» **GIVEN INFORMATION**
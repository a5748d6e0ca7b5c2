pub mod ingestion;
pub mod processing;

use std::collections::HashSet;

use chrono::NaiveDate;
use metrics::{counter, histogram};
use serde::Serialize;
use tracing::{info, instrument};

use crate::config::PipelineConfig;
use crate::error::Result;
use crate::output::{write_outputs, OutputArtifacts};
use crate::pipeline::ingestion::SourceLoader;
use crate::pipeline::processing::cluster::{Clusterer, TitleClusterer};
use crate::pipeline::processing::normalize::{normalize_batch, DefaultNormalizer};
use crate::pipeline::processing::quantify::{PolicyQuantifier, Quantifier};
use crate::pipeline::processing::relevance::RelevanceFilter;

/// Per-stage counts for a complete pipeline run, so silent data loss is
/// observable from the run report.
#[derive(Debug, Serialize)]
pub struct RunSummary {
    pub raw_records: usize,
    pub normalized_records: usize,
    /// Records dropped for having no usable title
    pub dropped_records: usize,
    /// Exact duplicate rows collapsed after normalization
    pub duplicate_records: usize,
    pub clusters: usize,
    pub ai_relevant_records: usize,
    pub analyzed_records: usize,
    pub alerts: usize,
    /// Most recent publication date across all inputs, filtered or not
    pub latest_date: Option<NaiveDate>,
    pub output_file: String,
}

/// One-shot batch pipeline: load, normalize, cluster, filter, quantify,
/// write. Holds no state across runs beyond the files it reads and writes.
pub struct Pipeline {
    config: PipelineConfig,
}

impl Pipeline {
    pub fn new(config: PipelineConfig) -> Self {
        Self { config }
    }

    #[instrument(skip(self))]
    pub async fn run(&self) -> Result<RunSummary> {
        counter!("arpi_pipeline_runs_total").increment(1);
        let run_start = std::time::Instant::now();

        // Stage 1: load every configured source
        let raw_records = SourceLoader::from_config(&self.config).load_all().await;
        info!(records = raw_records.len(), "loaded raw records");
        counter!("arpi_raw_records_total").increment(raw_records.len() as u64);

        // Stage 2: normalize and collapse exact duplicates
        let (mut normalized, dropped) = normalize_batch(&DefaultNormalizer, &raw_records);
        let mut seen = HashSet::new();
        let before_dedup = normalized.len();
        normalized.retain(|record| seen.insert(record.record_id.clone()));
        let duplicates = before_dedup - normalized.len();
        info!(
            records = normalized.len(),
            dropped, duplicates, "normalized raw records"
        );

        // Freshness metadata covers every input record, including the ones
        // the filter will discard
        let latest_date = normalized.iter().filter_map(|r| r.date).max();

        // Stage 3: collapse policy artifacts into clusters
        let clusterer = TitleClusterer::new(self.config.cluster.clone());
        let clusters = clusterer.cluster(normalized);
        info!(clusters = clusters.len(), "formed policy clusters");
        counter!("arpi_policy_clusters_total").increment(clusters.len() as u64);

        // Stage 4: AI relevance filter over canonical records
        let canonical: Vec<_> = clusters.into_iter().map(|c| c.canonical).collect();
        let filter = RelevanceFilter::new(self.config.ai_score_threshold);
        let cluster_count = canonical.len();
        let scored = filter.filter(canonical);
        info!(
            retained = scored.len(),
            scanned = cluster_count,
            "applied AI relevance filter"
        );
        counter!("arpi_ai_relevant_records_total").increment(scored.len() as u64);

        // Stage 5: quantify every surviving record
        let quantifier = PolicyQuantifier;
        let analyzed: Vec<_> = scored.into_iter().map(|s| quantifier.quantify(s)).collect();

        // Stage 6: write the analyzed table and its sidecars atomically
        let OutputArtifacts {
            table_path,
            alerts: alert_count,
            ..
        } = write_outputs(
            &self.config.output_dir,
            &analyzed,
            latest_date,
            self.config.alert_threshold,
        )?;

        histogram!("arpi_pipeline_duration_seconds").record(run_start.elapsed().as_secs_f64());

        Ok(RunSummary {
            raw_records: raw_records.len(),
            normalized_records: before_dedup - duplicates,
            dropped_records: dropped,
            duplicate_records: duplicates,
            clusters: cluster_count,
            ai_relevant_records: analyzed.len(),
            analyzed_records: analyzed.len(),
            alerts: alert_count,
            latest_date,
            output_file: table_path.display().to_string(),
        })
    }
}
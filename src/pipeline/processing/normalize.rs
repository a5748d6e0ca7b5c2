use chrono::NaiveDate;
use once_cell::sync::Lazy;
use regex::Regex;
use serde::{Deserialize, Serialize};
use sha2::{Digest, Sha256};
use tracing::warn;

use crate::types::{DocTypeHint, RawPolicyRecord};

/// A raw record after title cleanup, date resolution, and identifier
/// derivation. Never mutated after the normalizer produces it.
#[derive(Debug, Clone, Serialize, Deserialize)]
pub struct NormalizedRecord {
    /// Stable identifier derived from source + title + date
    pub record_id: String,
    pub source: String,
    pub title: String,
    /// Best-effort calendar date; `None` when the source value is unparsable
    pub date: Option<NaiveDate>,
    pub url: Option<String>,
    pub doc_type: DocTypeHint,
    /// Standardized issuing department, when the source provided one
    pub department: Option<String>,
    pub body: Option<String>,
}

/// Normalizes raw records into canonical ones; records with no usable title
/// are dropped.
pub trait Normalizer {
    fn normalize(&self, raw: &RawPolicyRecord) -> Option<NormalizedRecord>;
}

/// Default normalizer shared by all source bodies
#[derive(Debug, Default)]
pub struct DefaultNormalizer;

// Footnote/annotation markers the scrapers leave behind: [1]-style and
// 【1】-style markers carry no title semantics.
static FOOTNOTE_MARKER_RE: Lazy<Regex> =
    Lazy::new(|| Regex::new(r"\[\d+\]|【\d+】").unwrap());

static WHITESPACE_RUN_RE: Lazy<Regex> = Lazy::new(|| Regex::new(r"\s+").unwrap());

impl Normalizer for DefaultNormalizer {
    fn normalize(&self, raw: &RawPolicyRecord) -> Option<NormalizedRecord> {
        let title = clean_title(&raw.title);
        if title.is_empty() {
            warn!(source = %raw.source, "dropping record with empty title after normalization");
            return None;
        }

        let date = raw.date.as_deref().and_then(parse_publication_date);
        let record_id = derive_record_id(&raw.source, &title, date);

        Some(NormalizedRecord {
            record_id,
            source: raw.source.clone(),
            title,
            date,
            url: raw.url.as_deref().map(str::trim).filter(|u| !u.is_empty()).map(String::from),
            doc_type: DocTypeHint::parse(raw.doc_type.as_deref()),
            department: raw.department.as_deref().map(standardize_department),
            body: raw.body.as_deref().map(str::trim).filter(|b| !b.is_empty()).map(String::from),
        })
    }
}

/// Normalize a batch, counting how many records were dropped for having no
/// usable title.
pub fn normalize_batch(
    normalizer: &dyn Normalizer,
    raw_records: &[RawPolicyRecord],
) -> (Vec<NormalizedRecord>, usize) {
    let mut normalized = Vec::with_capacity(raw_records.len());
    let mut dropped = 0usize;
    for raw in raw_records {
        match normalizer.normalize(raw) {
            Some(record) => normalized.push(record),
            None => dropped += 1,
        }
    }
    (normalized, dropped)
}

/// Strip markup noise and canonicalize whitespace. Substantive wrapper
/// phrases (关于…的通知 and the like) are preserved verbatim.
pub fn clean_title(title: &str) -> String {
    let without_markers = FOOTNOTE_MARKER_RE.replace_all(title, "");
    let unified: String = without_markers
        .chars()
        .map(|c| match c {
            // Zero-width and BOM characters leak in from scraped HTML
            '\u{200b}' | '\u{200c}' | '\u{200d}' | '\u{feff}' => ' ',
            // Full-width and non-breaking spaces collapse like ordinary ones
            '\u{3000}' | '\u{a0}' => ' ',
            other => other,
        })
        .collect();
    WHITESPACE_RUN_RE.replace_all(unified.trim(), " ").into_owned()
}

/// Resolve a scraped date string to a calendar date. Sources disagree on
/// formats; partial dates (year-month, year-only) resolve to the first day
/// of the period. Anything unparsable yields `None` and the record is kept.
pub fn parse_publication_date(raw: &str) -> Option<NaiveDate> {
    let trimmed = raw.trim();
    if trimmed.is_empty() {
        return None;
    }

    // ISO datetime prefix: keep only the date part
    let date_part = trimmed.split(['T', ' ']).next().unwrap_or(trimmed);

    for format in ["%Y-%m-%d", "%Y/%m/%d", "%Y.%m.%d", "%Y年%m月%d日"] {
        if let Ok(date) = NaiveDate::parse_from_str(date_part, format) {
            return Some(date);
        }
    }

    // Year-month resolves to the first of the month
    let with_day = format!("{}-01", date_part);
    for format in ["%Y-%m-%d", "%Y/%m-%d", "%Y年%m月-%d"] {
        if let Ok(date) = NaiveDate::parse_from_str(&with_day, format) {
            return Some(date);
        }
    }

    // Year-only resolves to January 1st
    if let Ok(year) = date_part.parse::<i32>() {
        if (1900..=2100).contains(&year) {
            return NaiveDate::from_ymd_opt(year, 1, 1);
        }
    }

    None
}

/// Stable identifier: hex SHA-256 over source, cleaned title, and resolved
/// date. Unique within a run for distinct records, identical across runs.
pub fn derive_record_id(source: &str, title: &str, date: Option<NaiveDate>) -> String {
    let mut hasher = Sha256::new();
    hasher.update(source.as_bytes());
    hasher.update(b"|");
    hasher.update(title.as_bytes());
    hasher.update(b"|");
    match date {
        Some(d) => hasher.update(d.format("%Y-%m-%d").to_string().as_bytes()),
        None => hasher.update(b"-"),
    }
    hex::encode(hasher.finalize())
}

/// Collapse the department-name variants the sources use into one agency
/// name per agency.
pub fn standardize_department(name: &str) -> String {
    let trimmed = name.trim();
    if trimmed.contains("工业和信息化部") {
        return "中华人民共和国工业和信息化部".to_string();
    }
    if trimmed.contains("网信办") || trimmed.contains("国家互联网信息办公室") {
        return "国家互联网信息办公室".to_string();
    }
    if trimmed.contains("市场监督管理总局") {
        return "国家市场监督管理总局".to_string();
    }
    if trimmed.contains("全国信息安全标准化技术委员会") {
        return "全国信息安全标准化技术委员会".to_string();
    }
    trimmed.to_string()
}
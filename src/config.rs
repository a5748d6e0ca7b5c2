use std::fs;
use std::path::{Path, PathBuf};

use serde::Deserialize;

use crate::constants;
use crate::error::{PipelineError, Result};
use crate::pipeline::processing::cluster::ClusterConfig;
use crate::pipeline::processing::relevance::AI_SCORE_THRESHOLD;

/// Run-scoped configuration, passed explicitly into each stage. Tests build
/// one by hand with synthetic values; production loads `config.toml` when
/// it exists and falls back to the defaults below.
#[derive(Debug, Clone)]
pub struct PipelineConfig {
    /// Directory holding the per-source input CSV files
    pub input_dir: PathBuf,
    /// Directory the analyzed table and sidecars are written to
    pub output_dir: PathBuf,
    /// Source bodies to load, in output concatenation order
    pub sources: Vec<String>,
    pub cluster: ClusterConfig,
    pub ai_score_threshold: i64,
    /// Regulatory score at or above which a risk alert is generated
    pub alert_threshold: i64,
}

impl Default for PipelineConfig {
    fn default() -> Self {
        Self {
            input_dir: PathBuf::from("."),
            output_dir: PathBuf::from("output"),
            sources: constants::default_sources().iter().map(|s| s.to_string()).collect(),
            cluster: ClusterConfig::default(),
            ai_score_threshold: AI_SCORE_THRESHOLD,
            alert_threshold: 8,
        }
    }
}

/// The subset of configuration that may come from `config.toml`
#[derive(Debug, Default, Deserialize)]
struct FileConfig {
    input_dir: Option<PathBuf>,
    output_dir: Option<PathBuf>,
    sources: Option<Vec<String>>,
    alert_threshold: Option<i64>,
}

impl PipelineConfig {
    pub fn load(path: &Path) -> Result<Self> {
        let mut config = Self::default();
        if !path.exists() {
            return Ok(config);
        }

        let content = fs::read_to_string(path).map_err(|e| {
            PipelineError::Config(format!("failed to read config file '{}': {}", path.display(), e))
        })?;
        let file: FileConfig = toml::from_str(&content)?;

        if let Some(input_dir) = file.input_dir {
            config.input_dir = input_dir;
        }
        if let Some(output_dir) = file.output_dir {
            config.output_dir = output_dir;
        }
        if let Some(sources) = file.sources {
            config.sources = sources;
        }
        if let Some(alert_threshold) = file.alert_threshold {
            config.alert_threshold = alert_threshold;
        }
        Ok(config)
    }
}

» **PROBLEM TO WORK ON**
From the line holding "the first day" to the line holding "hasher.update(title.as_bytes());", inclusive, restate each line above exactly as written.

» **SOLVED EXERCISE**
/// formats; partial dates (year-month, year-only) resolve to the first day
/// of the period. Anything unparsable yields `None` and the record is kept.
pub fn parse_publication_date(raw: &str) -> Option<NaiveDate> {
    let trimmed = raw.trim();
    if trimmed.is_empty() {
        return None;
    }

    // ISO datetime prefix: keep only the date part
    let date_part = trimmed.split(['T', ' ']).next().unwrap_or(trimmed);

    for format in ["%Y-%m-%d", "%Y/%m/%d", "%Y.%m.%d", "%Y年%m月%d日"] {
        if let Ok(date) = NaiveDate::parse_from_str(date_part, format) {
            return Some(date);
        }
    }

    // Year-month resolves to the first of the month
    let with_day = format!("{}-01", date_part);
    for format in ["%Y-%m-%d", "%Y/%m-%d", "%Y年%m月-%d"] {
        if let Ok(date) = NaiveDate::parse_from_str(&with_day, format) {
            return Some(date);
        }
    }

    // Year-only resolves to January 1st
    if let Ok(year) = date_part.parse::<i32>() {
        if (1900..=2100).contains(&year) {
            return NaiveDate::from_ymd_opt(year, 1, 1);
        }
    }

    None
}

/// Stable identifier: hex SHA-256 over source, cleaned title, and resolved
/// date. Unique within a run for distinct records, identical across runs.
pub fn derive_record_id(source: &str, title: &str, date: Option<NaiveDate>) -> String {
    let mut hasher = Sha256::new();
    hasher.update(source.as_bytes());
    hasher.update(b"|");
    hasher.update(title.as_bytes());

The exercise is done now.